__WHAT YOU HAVE TO DO__
Beginning with the first line of the data below, reproduce every line unchanged, ending with the line that holds "primitive integer type".

Top of PROVIDED DATA

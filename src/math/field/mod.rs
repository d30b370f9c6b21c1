use std::fmt::{ Debug, Display };
use std::hash::Hash;
use std::ops::Range;
use rand::prelude::*;
use rand::distributions::{ Distribution, Uniform, uniform::SampleUniform };
use serde::{ Serialize, de::DeserializeOwned };

pub mod prime32;
pub mod prime64;

// FINITE FIELD INTERFACE
// ================================================================================================

/// Arithmetic over a prime field. The trait is implemented directly on the primitive integer type
/// which holds field elements, so the modulus is fixed by the type for the whole computation.
/// All operations assume their inputs are valid field elements (i.e. in `RANGE`).
pub trait FiniteField:
    Copy + Eq + Ord + Hash + Debug + Display + Default + Send + Sync + 'static
    + SampleUniform + Serialize + DeserializeOwned
{
    const MODULUS: Self;
    const RANGE: Range<Self>;

    const ZERO: Self;
    const ONE: Self;

    // BASIC ARITHMETIC
    // --------------------------------------------------------------------------------------------

    fn add(a: Self, b: Self) -> Self;

    fn sub(a: Self, b: Self) -> Self;

    fn mul(a: Self, b: Self) -> Self;

    /// Computes y such that x * y = 1; the inverse of zero is defined to be zero.
    fn inv(x: Self) -> Self;

    fn div(a: Self, b: Self) -> Self {
        let b = Self::inv(b);
        return Self::mul(a, b);
    }

    /// Computes b^p using square-and-multiply.
    fn exp(b: Self, p: u64) -> Self {
        if p == 0 { return Self::ONE; }
        else if b == Self::ZERO { return Self::ZERO; }

        let mut r = Self::ONE;
        let mut b = b;
        let mut p = p;

        while p > 0 {
            if p & 1 == 1 {
                r = Self::mul(r, b);
            }
            p = p >> 1;
            b = Self::mul(b, b);
        }

        return r;
    }

    fn neg(x: Self) -> Self {
        return Self::sub(Self::ZERO, x);
    }

    // ROOT OF UNITY
    // --------------------------------------------------------------------------------------------

    /// Returns a primitive root of unity of the specified `order`; `order` must be a power of 2
    /// no greater than the 2-adicity of the field.
    fn get_root_of_unity(order: usize) -> Self;

    fn get_power_series(b: Self, length: usize) -> Vec<Self> {
        let mut result = Vec::with_capacity(length);
        let mut p = Self::ONE;
        for _ in 0..length {
            result.push(p);
            p = Self::mul(p, b);
        }
        return result;
    }

    // TYPE CONVERSIONS
    // --------------------------------------------------------------------------------------------

    /// Reduces an arbitrary unsigned integer into the field.
    fn from_u64(value: u64) -> Self;

    /// Reduces an arbitrary signed integer into the field; negative values wrap around.
    fn from_i64(value: i64) -> Self {
        let r = Self::from_u64(value.unsigned_abs());
        return if value < 0 { Self::neg(r) } else { r };
    }

    // RANDOMNESS
    // --------------------------------------------------------------------------------------------

    fn rand() -> Self {
        let range = Uniform::from(Self::RANGE);
        let mut g = thread_rng();
        return range.sample(&mut g);
    }

    fn rand_vector(length: usize) -> Vec<Self> {
        let range = Uniform::from(Self::RANGE);
        let g = thread_rng();
        return g.sample_iter(range).take(length).collect();
    }

    fn prng_vector(seed: [u8; 32], length: usize) -> Vec<Self> {
        let range = Uniform::from(Self::RANGE);
        let g = StdRng::from_seed(seed);
        return g.sample_iter(range).take(length).collect();
    }
}
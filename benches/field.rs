use criterion::{ black_box, criterion_group, Criterion };
use linrec::{ F32, F64, FiniteField };

pub fn mul(c: &mut Criterion) {
    let x = F64::rand();
    let y = F64::rand();
    c.bench_function("mul (F64)", |bench| {
        bench.iter(|| F64::mul(black_box(x), black_box(y)))
    });

    let x = F32::rand();
    let y = F32::rand();
    c.bench_function("mul (F32)", |bench| {
        bench.iter(|| F32::mul(black_box(x), black_box(y)))
    });
}

pub fn inv(c: &mut Criterion) {
    let x = F64::rand();
    c.bench_function("inv (F64)", |bench| {
        bench.iter(|| F64::inv(black_box(x)))
    });
}

criterion_group!(group, mul, inv);
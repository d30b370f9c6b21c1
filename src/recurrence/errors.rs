// TYPES AND INTERFACES
// ================================================================================================

#[derive(Copy, Clone, Debug, PartialEq, Eq)]
pub enum ErrorKind {
    /// Initial terms and recurrence coefficients have different lengths.
    LengthMismatch,
    /// Fewer terms were supplied than the order of the recurrence requires.
    InsufficientTerms,
    /// A recurrence could not be encoded or decoded.
    Serialization,
}

#[derive(Clone, PartialEq, Eq)]
pub struct RecurrenceError {
    kind    : ErrorKind,
    message : String,
}

// RECURRENCE ERROR IMPLEMENTATION
// ================================================================================================
impl RecurrenceError {

    // CONSTRUCTORS
    // --------------------------------------------------------------------------------------------

    pub fn length_mismatch(num_terms: usize, num_coefficients: usize) -> RecurrenceError {
        return RecurrenceError {
            kind    : ErrorKind::LengthMismatch,
            message : format!("expected {} initial terms for a recurrence with {} coefficients, but received {}",
                num_coefficients, num_coefficients, num_terms),
        };
    }

    pub fn insufficient_terms(required: usize, provided: usize) -> RecurrenceError {
        return RecurrenceError {
            kind    : ErrorKind::InsufficientTerms,
            message : format!("at least {} terms are required, but only {} were provided", required, provided),
        };
    }

    pub fn serialization(reason: String) -> RecurrenceError {
        return RecurrenceError {
            kind    : ErrorKind::Serialization,
            message : format!("malformed recurrence encoding: {}", reason),
        };
    }

    // PUBLIC ACCESSORS
    // --------------------------------------------------------------------------------------------
    pub fn kind(&self) -> ErrorKind {
        return self.kind;
    }

    pub fn message(&self) -> &String {
        return &self.message;
    }
}

// COMMON TRAIT IMPLEMENTATIONS
// ================================================================================================

impl std::fmt::Debug for RecurrenceError {
    fn fmt(&self, f: &mut std::fmt::Formatter<'_>) -> std::fmt::Result {
        write!(f, "recurrence error ({:?}): {}", self.kind, self.message)
    }
}

impl std::fmt::Display for RecurrenceError {
    fn fmt(&self, f: &mut std::fmt::Formatter<'_>) -> std::fmt::Result {
        write!(f, "recurrence error: {}", self.message)
    }
}

impl std::error::Error for RecurrenceError {}

impl From<bincode::Error> for RecurrenceError {
    fn from(error: bincode::Error) -> RecurrenceError {
        return RecurrenceError::serialization(error.to_string());
    }
}
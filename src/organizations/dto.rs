use serde::Deserialize;

use super::repo_types::OrganizationType;

#[derive(Debug, Deserialize)]
pub struct CreateOrganizationRequest {
    pub name: String,
    #[serde(default)]
    pub address: String,
    #[serde(default)]
    pub contact_info: String,
    pub organization_type: OrganizationType,
}

#[derive(Debug, Deserialize)]
pub struct PatchOrganizationRequest {
    pub name: Option<String>,
    pub unique_url: Option<String>,
    pub address: Option<String>,
    pub contact_info: Option<String>,
    pub organization_type: Option<OrganizationType>,
}
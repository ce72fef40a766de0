//! HTTP error taxonomy and the `{status, error}` JSON envelope.

use axum::{
    extract::{rejection::JsonRejection, FromRequest},
    http::StatusCode,
    response::{IntoResponse, Response},
    Json,
};
use serde::Serialize;
use thiserror::Error;

use crate::store::StoreError;

pub type ApiResult<T> = Result<T, ApiError>;

#[derive(Debug, Error)]
pub enum ApiError {
    #[error("{0}")]
    Validation(String),

    /// Unknown email, wrong password and soft-deleted user all share this.
    #[error("invalid user or password")]
    InvalidCredentials,

    #[error("account locked due to too many failed login attempts please try again later")]
    AccountLocked,

    #[error("Permission Denied")]
    PermissionDenied,

    #[error("{0}")]
    NotFound(String),

    #[error("{0}")]
    Conflict(String),

    #[error("internal server error")]
    Internal(#[source] anyhow::Error),
}

/// Body written for every error response.
#[derive(Debug, Serialize)]
pub struct ErrorBody {
    pub status: u16,
    pub error: String,
}

/// Attached to error responses so the error-report middleware can log the
/// internal detail next to the request id.
#[derive(Debug, Clone)]
pub struct ErrorReport {
    pub status: StatusCode,
    pub detail: String,
}

impl ApiError {
    pub fn status(&self) -> StatusCode {
        match self {
            ApiError::Validation(_) => StatusCode::BAD_REQUEST,
            ApiError::InvalidCredentials
            | ApiError::AccountLocked
            | ApiError::PermissionDenied => StatusCode::UNAUTHORIZED,
            ApiError::NotFound(_) => StatusCode::NOT_FOUND,
            ApiError::Conflict(_) => StatusCode::CONFLICT,
            ApiError::Internal(_) => StatusCode::INTERNAL_SERVER_ERROR,
        }
    }

    pub fn internal(e: impl Into<anyhow::Error>) -> Self {
        ApiError::Internal(e.into())
    }
}

impl IntoResponse for ApiError {
    fn into_response(self) -> Response {
        let status = self.status();
        let detail = match &self {
            ApiError::Internal(e) => format!("{e:#}"),
            other => other.to_string(),
        };
        let body = ErrorBody {
            status: status.as_u16(),
            error: self.to_string(),
        };

        let mut response = (status, Json(body)).into_response();
        response
            .extensions_mut()
            .insert(ErrorReport { status, detail });
        response
    }
}

impl From<StoreError> for ApiError {
    fn from(e: StoreError) -> Self {
        match e {
            StoreError::NotFound(what) => ApiError::NotFound(what),
            StoreError::Conflict(what) => ApiError::Conflict(what),
            other => ApiError::Internal(other.into()),
        }
    }
}

impl From<anyhow::Error> for ApiError {
    fn from(e: anyhow::Error) -> Self {
        ApiError::Internal(e)
    }
}

impl From<JsonRejection> for ApiError {
    fn from(rejection: JsonRejection) -> Self {
        ApiError::Validation(rejection.body_text())
    }
}

/// `Json` extractor whose rejection is rendered as a 400 envelope.
#[derive(Debug, FromRequest)]
#[from_request(via(Json), rejection(ApiError))]
pub struct ApiJson<T>(pub T);

pub async fn not_found() -> ApiError {
    ApiError::NotFound("route not found".into())
}
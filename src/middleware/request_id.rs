use axum::{
    extract::Request,
    http::{HeaderName, HeaderValue},
    middleware::Next,
    response::Response,
};
use uuid::Uuid;

use super::context::RequestContext;

pub const REQUEST_ID_HEADER: HeaderName = HeaderName::from_static("x-request-id");

/// Longest upstream id that is honoured; longer ones are replaced.
pub const MAX_REQUEST_ID_LEN: usize = 128;

/// Assigns the request id: an upstream `x-request-id` of at most
/// `MAX_REQUEST_ID_LEN` bytes wins, an id already in the context is kept,
/// otherwise a new UUID is generated. Echoed on the response.
pub async fn assign_request_id(mut req: Request, next: Next) -> Response {
    let upstream = req
        .headers()
        .get(&REQUEST_ID_HEADER)
        .and_then(|v| v.to_str().ok())
        .map(str::trim)
        .filter(|v| !v.is_empty() && v.len() <= MAX_REQUEST_ID_LEN)
        .map(str::to_owned);

    let mut assigned = String::new();
    RequestContext::update(&mut req, |ctx| {
        if let Some(id) = upstream {
            ctx.request_id = Some(id);
        }
        let id = ctx
            .request_id
            .get_or_insert_with(|| Uuid::new_v4().to_string());
        assigned = id.clone();
    });

    let mut response = next.run(req).await;
    if let Ok(value) = HeaderValue::from_str(&assigned) {
        response.headers_mut().insert(REQUEST_ID_HEADER, value);
    }
    response
}
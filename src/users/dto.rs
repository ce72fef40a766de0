use serde::Deserialize;

/// Body of `PATCH /user/me`. Omitted or empty fields are left unchanged.
#[derive(Debug, Deserialize)]
pub struct PatchUserRequest {
    #[serde(default)]
    pub user_name: Option<String>,
    #[serde(default)]
    pub password: Option<String>,
}
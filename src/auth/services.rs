//! Login and registration flows.
//!
//! Failed attempts are counted with a read-modify-write through the user
//! repository. Two concurrent attempts on one account can therefore lose an
//! increment, or a success can race a failure for the final counter value.
//! This is accepted; the lockout is a throttle, not an exact budget.

use lazy_static::lazy_static;
use regex::Regex;
use time::{Duration as TimeDuration, OffsetDateTime};
use tracing::{error, info, warn};

use crate::{
    auth::{
        dto::{LoginRequest, RegisterRequest},
        jwt::TokenService,
        password::PasswordHasher,
        repo_types::{User, UserChanges},
    },
    config::LockoutConfig,
    error::ApiError,
    store::UserRepository,
};

/// Counter value written after a successful login. Non-zero on purpose so
/// "just succeeded" differs from "never attempted".
pub const COUNTER_AFTER_SUCCESS: i32 = 1;

pub(crate) fn is_valid_email(email: &str) -> bool {
    lazy_static! {
        static ref EMAIL_RE: Regex = Regex::new(r"^[^@\s]+@[^@\s]+\.[^@\s]+$").unwrap();
    }
    EMAIL_RE.is_match(email)
}

pub(crate) fn normalize_email(email: &str) -> String {
    email.trim().to_lowercase()
}

/// Sliding lockout: `max_failed_attempts` failures with the last one inside
/// `window` block the account.
#[derive(Debug, Clone, Copy)]
pub struct LockoutPolicy {
    pub max_failed_attempts: i32,
    pub window: TimeDuration,
}

impl From<&LockoutConfig> for LockoutPolicy {
    fn from(cfg: &LockoutConfig) -> Self {
        Self {
            max_failed_attempts: cfg.max_failed_attempts,
            window: TimeDuration::minutes(cfg.window_minutes),
        }
    }
}

impl LockoutPolicy {
    pub fn is_locked(&self, user: &User, now: OffsetDateTime) -> bool {
        user.failed_login_attempts >= self.max_failed_attempts
            && now - user.updated_at < self.window
    }
}

/// Checks credentials and lockout, records the outcome and issues a token.
pub async fn login(
    users: &dyn UserRepository,
    passwords: &PasswordHasher,
    tokens: &TokenService,
    lockout: &LockoutPolicy,
    req: LoginRequest,
) -> Result<String, ApiError> {
    if req.email.trim().is_empty() || req.password.is_empty() {
        return Err(ApiError::Validation("email and password are required".into()));
    }
    let email = normalize_email(&req.email);

    let Some(user) = users.find_by_email(&email).await? else {
        warn!(email = %email, "login unknown email");
        return Err(ApiError::InvalidCredentials);
    };

    if user.is_deleted {
        warn!(user_id = %user.id, "login on deleted user");
        return Err(ApiError::InvalidCredentials);
    }

    let now = OffsetDateTime::now_utc();
    if lockout.is_locked(&user, now) {
        warn!(user_id = %user.id, attempts = user.failed_login_attempts, "login on locked account");
        return Err(ApiError::AccountLocked);
    }

    if !passwords.verify(&user.hashed_password, &req.password).await {
        let mut changes = UserChanges::at(now);
        changes.failed_login_attempts = Some(user.failed_login_attempts.saturating_add(1));
        users.update(user.id, &changes).await.map_err(|e| {
            error!(error = %e, user_id = %user.id, "record failed login");
            ApiError::from(e)
        })?;
        warn!(user_id = %user.id, "login invalid password");
        return Err(ApiError::InvalidCredentials);
    }

    let mut changes = UserChanges::at(now);
    changes.failed_login_attempts = Some(COUNTER_AFTER_SUCCESS);
    changes.last_login = Some(now);
    let user = users.update(user.id, &changes).await?;

    let token = tokens.issue(user.id).map_err(|e| {
        error!(error = %e, "jwt sign failed");
        ApiError::internal(e)
    })?;

    info!(user_id = %user.id, "user logged in");
    Ok(token)
}

/// Builds and persists a new user. The returned record still holds the hash;
/// it is skipped when serialized.
pub async fn register(
    users: &dyn UserRepository,
    passwords: &PasswordHasher,
    req: RegisterRequest,
) -> Result<User, ApiError> {
    let email = normalize_email(&req.email);
    if !is_valid_email(&email) {
        warn!(email = %email, "invalid email");
        return Err(ApiError::Validation("Invalid email".into()));
    }
    if req.password.is_empty() {
        return Err(ApiError::Validation("password is required".into()));
    }

    if users.find_by_email(&email).await?.is_some() {
        warn!(email = %email, "email already registered");
        return Err(ApiError::Conflict("Email already registered".into()));
    }

    let hash = passwords
        .hash(&req.password)
        .await
        .map_err(|e| ApiError::Validation(e.to_string()))?;

    let user = User::register(email, hash, OffsetDateTime::now_utc());
    let user = users.create(&user).await?;

    info!(user_id = %user.id, email = %user.email, "user registered");
    Ok(user)
}
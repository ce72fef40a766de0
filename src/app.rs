use std::net::SocketAddr;

use axum::{routing::get, Router};
use tokio::signal;

use crate::{
    accounts, auth, config::AppConfig, error, middleware, organizations, state::AppState, users,
};

pub fn build_app(state: AppState) -> Router {
    let protected = middleware::protect(
        Router::new()
            .merge(users::router())
            .merge(organizations::router())
            .merge(accounts::router()),
        &state,
    );

    let router = Router::new()
        .merge(auth::router())
        .route("/health", get(|| async { "ok" }))
        .merge(protected)
        .fallback(error::not_found)
        .with_state(state.clone());

    middleware::apply(router, &state)
}

pub async fn serve(app: Router, config: &AppConfig) -> anyhow::Result<()> {
    let addr: SocketAddr = format!("{}:{}", config.host, config.port).parse()?;

    tracing::info!("listening on {}", addr);
    let listener = tokio::net::TcpListener::bind(addr).await?;
    axum::serve(listener, app)
        .with_graceful_shutdown(shutdown_signal())
        .await?;
    tracing::info!("server stopped");
    Ok(())
}

async fn shutdown_signal() {
    if let Err(e) = signal::ctrl_c().await {
        tracing::error!(error = %e, "listen for ctrl-c");
        return;
    }
    tracing::info!("shutdown requested");
}
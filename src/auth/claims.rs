use serde::{Deserialize, Serialize};

/// Registered JWT claims carried by a bearer token.
#[derive(Debug, Clone, Serialize, Deserialize, PartialEq, Eq)]
pub struct Claims {
    pub sub: String, // user ID
    pub iss: String, // issuer
    pub iat: usize,  // issued at (unix timestamp)
    pub nbf: usize,  // not before (unix timestamp)
    pub exp: usize,  // expires at (unix timestamp)
}
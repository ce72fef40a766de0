use axum::{extract::Path, routing::get, Json, Router};
use time::OffsetDateTime;
use tracing::{info, instrument};
use uuid::Uuid;

use super::{dto::CreateAccountRequest, repo_types::Account};
use crate::{
    error::{ApiError, ApiJson, ApiResult},
    middleware::context::{AuthUser, CurrentStore},
    state::AppState,
};

pub fn account_routes() -> Router<AppState> {
    Router::new()
        .route("/account", get(list_accounts).post(create_account))
        .route("/account/:id", get(get_account))
}

#[instrument(skip_all, fields(user_id = %user.user_id))]
pub async fn create_account(
    CurrentStore(store): CurrentStore,
    user: AuthUser,
    ApiJson(payload): ApiJson<CreateAccountRequest>,
) -> ApiResult<Json<Account>> {
    let name = payload.name.trim();
    if name.is_empty() {
        return Err(ApiError::Validation("name is required".into()));
    }
    let account = Account::open(name.to_string(), OffsetDateTime::now_utc());
    let account = store.accounts.create(&account).await?;
    info!(account_id = %account.id, "account opened");
    Ok(Json(account))
}

#[instrument(skip_all, fields(user_id = %user.user_id))]
pub async fn list_accounts(
    CurrentStore(store): CurrentStore,
    user: AuthUser,
) -> ApiResult<Json<Vec<Account>>> {
    Ok(Json(store.accounts.list().await?))
}

#[instrument(skip_all, fields(user_id = %user.user_id, id = %id))]
pub async fn get_account(
    CurrentStore(store): CurrentStore,
    user: AuthUser,
    Path(id): Path<String>,
) -> ApiResult<Json<Account>> {
    let id = Uuid::parse_str(&id).map_err(|_| ApiError::Validation(format!("invalid id: {id}")))?;
    let account = store
        .accounts
        .find_by_id(id)
        .await?
        .ok_or_else(|| ApiError::NotFound(format!("account {id} not found")))?;
    Ok(Json(account))
}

Bottom of PROVIDED DATA

__TASK RESULT__
filename src/math/field/mod.rs
repository d30b370f9c6b21c1
use std::fmt::{ Debug, Display };
use std::hash::Hash;
use std::ops::Range;
use rand::prelude::*;
use rand::distributions::{ Distribution, Uniform, uniform::SampleUniform };
use serde::{ Serialize, de::DeserializeOwned };

pub mod prime32;
pub mod prime64;

// FINITE FIELD INTERFACE
// ================================================================================================

/// Arithmetic over a prime field. The trait is implemented directly on the primitive integer type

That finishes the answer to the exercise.